APPG on Women, Peace and Security hosts the UK Government’s annual report to Parliament in 2017

On Tuesday 19 December 2017, the All-Party Parliamentary Group on Women, Peace and Security (APPG-WPS) and GAPS co-hosted the Government’s 2017 annual report to Parliament for 2017.  The Foreign and Commonwealth Office, the Ministry of Defence and the Department for International Development presented their progress in implementing the 2014-2017 UK National Action Plan (NAP), the final report for this NAP.

Baroness Fiona Hodgson of Abinger CBE, co-Chair of the APPG-WPS, opened the event. She emphasised that women’s voices must be heard and acted upon, and cited the consultations run by GAPS and its members as a particular highlight of 2017. Women’s rights organisations and women human rights defenders are doing vital and brave peacebuilding work. The consultations were an opportunity to bring their findings and recommendations to the UK Government’s policy-making processes.

Lord Ahmad of Wimbledon (FCO) acknowledged the importance of ensuring women’s equal participation in post-conflict peacebuilding and restated the UK Government’s commitment to work in collaboration with and across departments as well as with civil society. Lord Ahmad drew attention to priority issues covered in the UK Government’s report, for example working with the United Nations to address sexual exploitation and abuse perpetrated by UN peacekeepers.

General Sir Gordon Messenger (MOD) highlighted the progress on WPS that has been made within the MOD and the British armed forces. The MOD is increasing the number of gender advisers in the British military, and will work towards the delivery of gender training pre-deployment and incorporating gender into training on the laws of armed conflict. General Messenger echoed Lord Ahmad on the frontline role that the UK must play to prevent sexual exploitation and abuse by UN peacekeepers. Finally, he outlined targets for women’s increased participation in the armed forces, for improved collaboration and information sharing within UK Government and for WPS to be mainstreamed into UK defence plans.

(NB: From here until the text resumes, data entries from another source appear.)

//! Terminal player built on [ratatui](https://github.com/ratatui-org/ratatui).
//!
//! The UI is organized into three layers:
//!
//! - **[`app`]**: player state, keyboard event loop, pane focus
//! - **[`panes`]**: stateless render functions for each visible pane
//!   (visualization, narrative, activity log, status bar)
//! - **[`theme`]**: centralized color palette used by all panes
//!
//! The entry point is [`App`]: construct it with a [`Runner`] and call
//! [`App::run`] to start the event loop. The player only reads the trace; all
//! navigation goes through the runner.
//!
//! [`Runner`]: crate::playback::Runner
//! [`App::run`]: app::App::run

pub mod app;
pub mod panes;
pub mod theme;

pub use app::App;
pub use panes::StepView;
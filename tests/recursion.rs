// Integration tests for the recursion traces: factorial, fibonacci, hanoi

use stepviz::recursion::{
    factorial_steps, fibonacci_steps, tower_of_hanoi_steps, Peg, RecursionEvent, MAX_DISKS,
    MAX_FACTORIAL,
};
use stepviz::VizError;

#[test]
fn test_factorial_zero() {
    let trace = factorial_steps(0).unwrap();
    assert_eq!(trace.tags(), vec!["call", "base-case", "complete"]);
    assert_eq!(trace.get(1).unwrap().state.event.result(), Some(1));
    assert_eq!(trace.last().unwrap().state.event.result(), Some(1));
}

#[test]
fn test_factorial_unwinds_in_order() {
    let trace = factorial_steps(3).unwrap();
    assert_eq!(
        trace.tags(),
        vec!["call", "call", "call", "base-case", "return", "return", "complete"]
    );

    let returns: Vec<(u32, u64)> = trace
        .iter()
        .filter_map(|s| match s.state.event {
            RecursionEvent::Return { argument, result } => Some((argument, result)),
            _ => None,
        })
        .collect();
    assert_eq!(returns, vec![(2, 2), (3, 6)]);
    assert!(trace.last().unwrap().state.memo.is_none());
}

#[test]
fn test_factorial_stack_depth() {
    let trace = factorial_steps(4).unwrap();
    for step in &trace {
        let stack = &step.state.call_stack;
        if let RecursionEvent::Call { argument, depth } = step.state.event {
            assert_eq!(stack.len(), depth + 1);
            assert_eq!(stack.last().unwrap().argument, argument);
        }
        for (i, frame) in stack.iter().enumerate() {
            assert_eq!(frame.depth, i);
        }
    }
    assert!(trace.last().unwrap().state.call_stack.is_empty());
}

#[test]
fn test_factorial_largest_supported() {
    let trace = factorial_steps(MAX_FACTORIAL).unwrap();
    assert_eq!(
        trace.last().unwrap().state.event.result(),
        Some(2_432_902_008_176_640_000)
    );

    let err = factorial_steps(MAX_FACTORIAL + 1).unwrap_err();
    assert!(matches!(err, VizError::InvalidArgument { .. }));
}

#[test]
fn test_fibonacci_small_trace() {
    let trace = fibonacci_steps(3).unwrap();
    assert_eq!(
        trace.tags(),
        vec![
            "call", // fib(3)
            "call", // fib(2)
            "call", // fib(1)
            "base-case",
            "call", // fib(0)
            "base-case",
            "return",   // fib(2)
            "memoized", // fib(1)
            "return",   // fib(3)
            "complete",
        ]
    );

    let last = trace.last().unwrap();
    assert_eq!(
        last.state.event,
        RecursionEvent::Complete {
            final_result: Some(2),
            fib_tree: true
        }
    );
    assert_eq!(last.state.memo_entries(), vec![(0, 0), (1, 1), (2, 1), (3, 2)]);
}

#[test]
fn test_fibonacci_memoized_values_match_memo() {
    let trace = fibonacci_steps(8).unwrap();
    for step in &trace {
        if let RecursionEvent::Memoized { argument, result } = step.state.event {
            let memo = step.state.memo.as_ref().unwrap();
            assert_eq!(memo.get(&argument), Some(&result));
        }
    }
    assert_eq!(trace.last().unwrap().state.event.result(), Some(21));
}

#[test]
fn test_fibonacci_base_cases() {
    assert_eq!(
        fibonacci_steps(0).unwrap().tags(),
        vec!["call", "base-case", "complete"]
    );
    assert_eq!(
        fibonacci_steps(1).unwrap().last().unwrap().state.event.result(),
        Some(1)
    );
}

#[test]
fn test_hanoi_three_disks() {
    let trace = tower_of_hanoi_steps(3, Peg::A, Peg::C, Peg::B).unwrap();
    let last = trace.last().unwrap();

    assert_eq!(trace.first().unwrap().tag(), "initial");
    assert_eq!(last.tag(), "complete");
    assert_eq!(last.state.move_count, 7);
    assert_eq!(trace.count("move"), 7);
    assert_eq!(trace.len(), 15);

    assert_eq!(last.state.towers.peg(Peg::C), &[3, 2, 1]);
    assert!(last.state.towers.peg(Peg::A).is_empty());
    assert!(last.state.towers.peg(Peg::B).is_empty());
}

#[test]
fn test_hanoi_single_disk() {
    let trace = tower_of_hanoi_steps(1, Peg::B, Peg::A, Peg::C).unwrap();
    assert_eq!(trace.tags(), vec!["initial", "move", "complete"]);
    assert_eq!(
        trace.get(1).unwrap().state.event,
        RecursionEvent::Move {
            disk: 1,
            from: Peg::B,
            to: Peg::A,
            depth: 0
        }
    );
}

#[test]
fn test_hanoi_every_step_is_legal() {
    let trace = tower_of_hanoi_steps(5, Peg::A, Peg::C, Peg::B).unwrap();
    let mut previous_moves = 0;
    for step in &trace {
        assert!(step.state.towers.is_legal());
        assert_eq!(step.state.towers.disk_count(), 5);
        assert!(step.state.move_count >= previous_moves);
        previous_moves = step.state.move_count;
    }
    assert_eq!(previous_moves, 31);
}

#[test]
fn test_hanoi_rejects_bad_arguments() {
    assert!(matches!(
        tower_of_hanoi_steps(0, Peg::A, Peg::C, Peg::B),
        Err(VizError::InvalidArgument { .. })
    ));
    assert!(tower_of_hanoi_steps(MAX_DISKS + 1, Peg::A, Peg::C, Peg::B).is_err());
    assert!(tower_of_hanoi_steps(3, Peg::A, Peg::A, Peg::B).is_err());
    assert!(tower_of_hanoi_steps(3, Peg::A, Peg::C, Peg::C).is_err());
}

#[test]
fn test_hanoi_serializes_pegs_as_arrays() {
    let trace = tower_of_hanoi_steps(2, Peg::A, Peg::C, Peg::B).unwrap();
    let json = serde_json::to_value(trace.first().unwrap()).unwrap();
    assert_eq!(json["kind"], "initial");
    assert_eq!(json["towers"], serde_json::json!([[2, 1], [], []]));
    assert_eq!(json["move_count"], 0);
}
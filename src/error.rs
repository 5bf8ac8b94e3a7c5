//! Error types for trace generation and configuration
//!
//! [`VizError`] covers everything that can go wrong before a trace exists:
//! malformed arguments reaching a generator directly, and the range checks
//! performed by the [`catalog`](crate::catalog) layer before a generator is
//! invoked.
//!
//! Designed stopping points inside an algorithm (a full probing table, for
//! instance) are not errors. They are recorded as steps.

use thiserror::Error;

/// Errors produced while configuring or generating a trace.
#[derive(Debug, Clone, PartialEq, Eq, Error)]
pub enum VizError {
    /// Malformed or out-of-contract input reached a generator.
    #[error("invalid argument: {reason}")]
    InvalidArgument { reason: String },

    /// A caller-supplied value is outside the range the visualizer accepts.
    #[error("{what} must be between {min} and {max}, got {value}")]
    OutOfRange {
        what: &'static str,
        value: i64,
        min: i64,
        max: i64,
    },

    /// A run needs an input value (search target, recursion argument).
    #[error("missing input: {what}")]
    MissingInput { what: &'static str },

    /// The algorithm identifier is not in the catalog.
    #[error("unknown algorithm '{name}'")]
    UnknownAlgorithm { name: String },

    /// A generator returned no steps.
    #[error("no steps generated")]
    EmptyTrace,
}

impl VizError {
    pub(crate) fn invalid(reason: impl Into<String>) -> Self {
        VizError::InvalidArgument {
            reason: reason.into(),
        }
    }
}

pub type Result<T> = std::result::Result<T, VizError>;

Matthew Wyatt (DFID) drew parallels between the UK’s work on WPS and the development process for DFID’s new Strategic Vision for Gender Equality, noting that gender-based violence is one of the most widespread human rights violations in conflict-affected contexts. DFID’s humanitarian work has pushed for awareness of the specific needs of women and girls and recognises that women’s participation in the design and implementation of humanitarian response is vital. Mr Wyatt also acknowledged the importance of tackling root causes of gender-based violence.

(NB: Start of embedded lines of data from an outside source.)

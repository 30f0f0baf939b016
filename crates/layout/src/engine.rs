//! The card layout pass.

use cardex_protocol::{CardConfiguration, WorkItem};
use tracing::{debug, instrument, warn};

use crate::allocator::{RowDemand, allocate};
use crate::error::{LayoutError, Result};
use crate::geometry::Orientation;
use crate::group::{GroupGeometry, RowGeometry, layout_group};
use crate::min_height::minimum_height;
use crate::prune::CardPlan;
use crate::surface::FontMetrics;

/// Lays cards out against a set of font metrics.
///
/// The engine holds no state between passes; the same configuration,
/// orientation and work item always produce the same layout.
///
/// # Examples
///
/// ```
/// use cardex_layout::{CardLayoutEngine, Orientation, ProportionalMetrics};
/// use cardex_protocol::dummy::{sample_card, sample_work_items};
///
/// let engine = CardLayoutEngine::new(ProportionalMetrics::default());
/// let config = sample_card();
/// let items = sample_work_items();
/// let orientation = Orientation::new(300, 200).with_padding(2, 4);
///
/// let layout = engine.layout(&config, &orientation, &items[0]);
/// let total: i32 = layout.row_heights().sum();
/// assert_eq!(total + 4 * (layout.groups.len() as i32 + 1), 200);
/// ```
#[derive(Debug, Clone, Default)]
pub struct CardLayoutEngine<M> {
    metrics: M,
}

impl<M: FontMetrics> CardLayoutEngine<M> {
    pub const fn new(metrics: M) -> Self {
        Self { metrics }
    }

    pub const fn metrics(&self) -> &M {
        &self.metrics
    }

    /// Lays out `config` for `item` inside `orientation`.
    ///
    /// Empty groups and rows are pruned, every remaining row gets its
    /// height from a single card-wide allocation, and the groups are then
    /// placed top-down starting one group padding below the card's top edge.
    pub fn layout<'a>(
        &self,
        config: &'a CardConfiguration,
        orientation: &Orientation,
        item: &WorkItem,
    ) -> CardLayout<'a> {
        self.layout_plan(&CardPlan::build(config, item), orientation)
    }

    /// Lays out an already pruned card.
    #[instrument(skip_all, fields(groups = plan.groups.len(), rows = plan.rows.len()))]
    pub fn layout_plan<'a>(&self, plan: &CardPlan<'a>, orientation: &Orientation) -> CardLayout<'a> {
        let available_height = orientation.available_height(plan.groups.len());
        if plan.is_empty() {
            debug!("nothing to lay out");
            return CardLayout {
                orientation: *orientation,
                available_height,
                groups: Vec::new(),
            };
        }
        if available_height <= 0 {
            warn!(available_height, "group padding leaves no height for rows");
        }

        let demands: Vec<RowDemand> = plan
            .rows
            .iter()
            .map(|planned| {
                let columns = planned.columns.iter().map(|&(_, column)| column);
                RowDemand::new(
                    minimum_height(planned.row.height, columns, &self.metrics),
                    planned.row.priority,
                )
            })
            .collect();
        let heights = allocate(&demands, available_height);
        let minimums: Vec<i32> = demands.iter().map(|demand| demand.minimum).collect();

        let mut groups = Vec::with_capacity(plan.groups.len());
        let mut start = 0;
        let mut offset = orientation.group_padding;
        for (group, rows) in plan.grouped_rows() {
            let end = start + group.row_count;
            let geometry = layout_group(
                group.key,
                group.group,
                rows,
                &heights[start..end],
                &minimums[start..end],
                orientation.height - offset,
                orientation,
            );
            offset += geometry.rows_height() + orientation.group_padding;
            start = end;
            groups.push(geometry);
        }

        CardLayout {
            orientation: *orientation,
            available_height,
            groups,
        }
    }
}

/// Result of one layout pass.
#[derive(Debug, Clone, PartialEq)]
pub struct CardLayout<'a> {
    pub orientation: Orientation,
    /// Card height left for rows after all group paddings.
    pub available_height: i32,
    pub groups: Vec<GroupGeometry<'a>>,
}

impl<'a> CardLayout<'a> {
    /// Returns `true` if the card pruned down to nothing.
    #[must_use]
    pub fn is_empty(&self) -> bool {
        self.groups.is_empty()
    }

    /// All rows in group-then-row order.
    pub fn rows(&self) -> impl Iterator<Item = (&GroupGeometry<'a>, &RowGeometry<'a>)> {
        self.groups
            .iter()
            .flat_map(|group| group.rows.iter().map(move |row| (group, row)))
    }

    /// All allocated row heights in group-then-row order.
    pub fn row_heights(&self) -> impl Iterator<Item = i32> + '_ {
        self.groups
            .iter()
            .flat_map(|group| group.row_heights.iter().copied())
    }

    /// Rows that were allocated less than their minimum height.
    pub fn under_allocated_rows(&self) -> impl Iterator<Item = (&GroupGeometry<'a>, &RowGeometry<'a>)> {
        self.rows().filter(|(_, row)| row.is_under_allocated())
    }

    /// Checks that every row got at least its minimum height.
    ///
    /// # Errors
    ///
    /// - [`LayoutError::NonPositiveBudget`] if group padding leaves no room
    ///   for a non-empty card
    /// - [`LayoutError::InsufficientBudget`] for the first row below its
    ///   minimum
    ///
    /// # Examples
    ///
    /// ```
    /// use cardex_layout::{CardLayoutEngine, LayoutError, Orientation, ProportionalMetrics};
    /// use cardex_protocol::dummy::{sample_card, sample_work_items};
    ///
    /// let engine = CardLayoutEngine::new(ProportionalMetrics::default());
    /// let config = sample_card();
    /// let item = &sample_work_items()[0];
    ///
    /// let roomy = engine.layout(&config, &Orientation::new(400, 400).with_padding(2, 4), item);
    /// assert!(roomy.ensure_fits().is_ok());
    ///
    /// let cramped = engine.layout(&config, &Orientation::new(400, 40).with_padding(2, 4), item);
    /// assert!(matches!(cramped.ensure_fits(), Err(LayoutError::InsufficientBudget { .. })));
    /// ```
    pub fn ensure_fits(&self) -> Result<()> {
        if !self.is_empty() && self.available_height <= 0 {
            return Err(LayoutError::NonPositiveBudget {
                available: self.available_height,
            });
        }

        match self.under_allocated_rows().next() {
            Some((group, row)) => Err(LayoutError::InsufficientBudget {
                group: group.key.to_string(),
                row: row.key.to_string(),
                allocated: row.bounds.height,
                minimum: row.minimum,
            }),
            None => Ok(()),
        }
    }
}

Helen Stawski (International Rescue Committee, Europe), presented findings from the report No Safe Place: A lifetime of violence for conflict-affected women and girls in South Sudan. This report was produced as part of the What Works to Prevent Violence Against Women and Girls (VAWG) consortium. Ms Stawski highlighted that the international community’s focus is often on the perpetration of VAWG by armed actors yet the most common form of violence is intimate partner violence, and levels are shockingly high. The study found that levels of VAWG in South Sudan are as high as 65%, among the highest rates in the world. The report recommends that tackling VAWG should be central to all humanitarian response. There should be gender training for security personnel, and donors should ensure that funding is multiyear, accessible to in-country grassroots organisations and require collaboration with local women’s groups to support existing work and build local capacity. Furthermore, Ms Stawski recommended that programmes targeting VAWG should be integrated with those addressing long-term community-based peacebuilding.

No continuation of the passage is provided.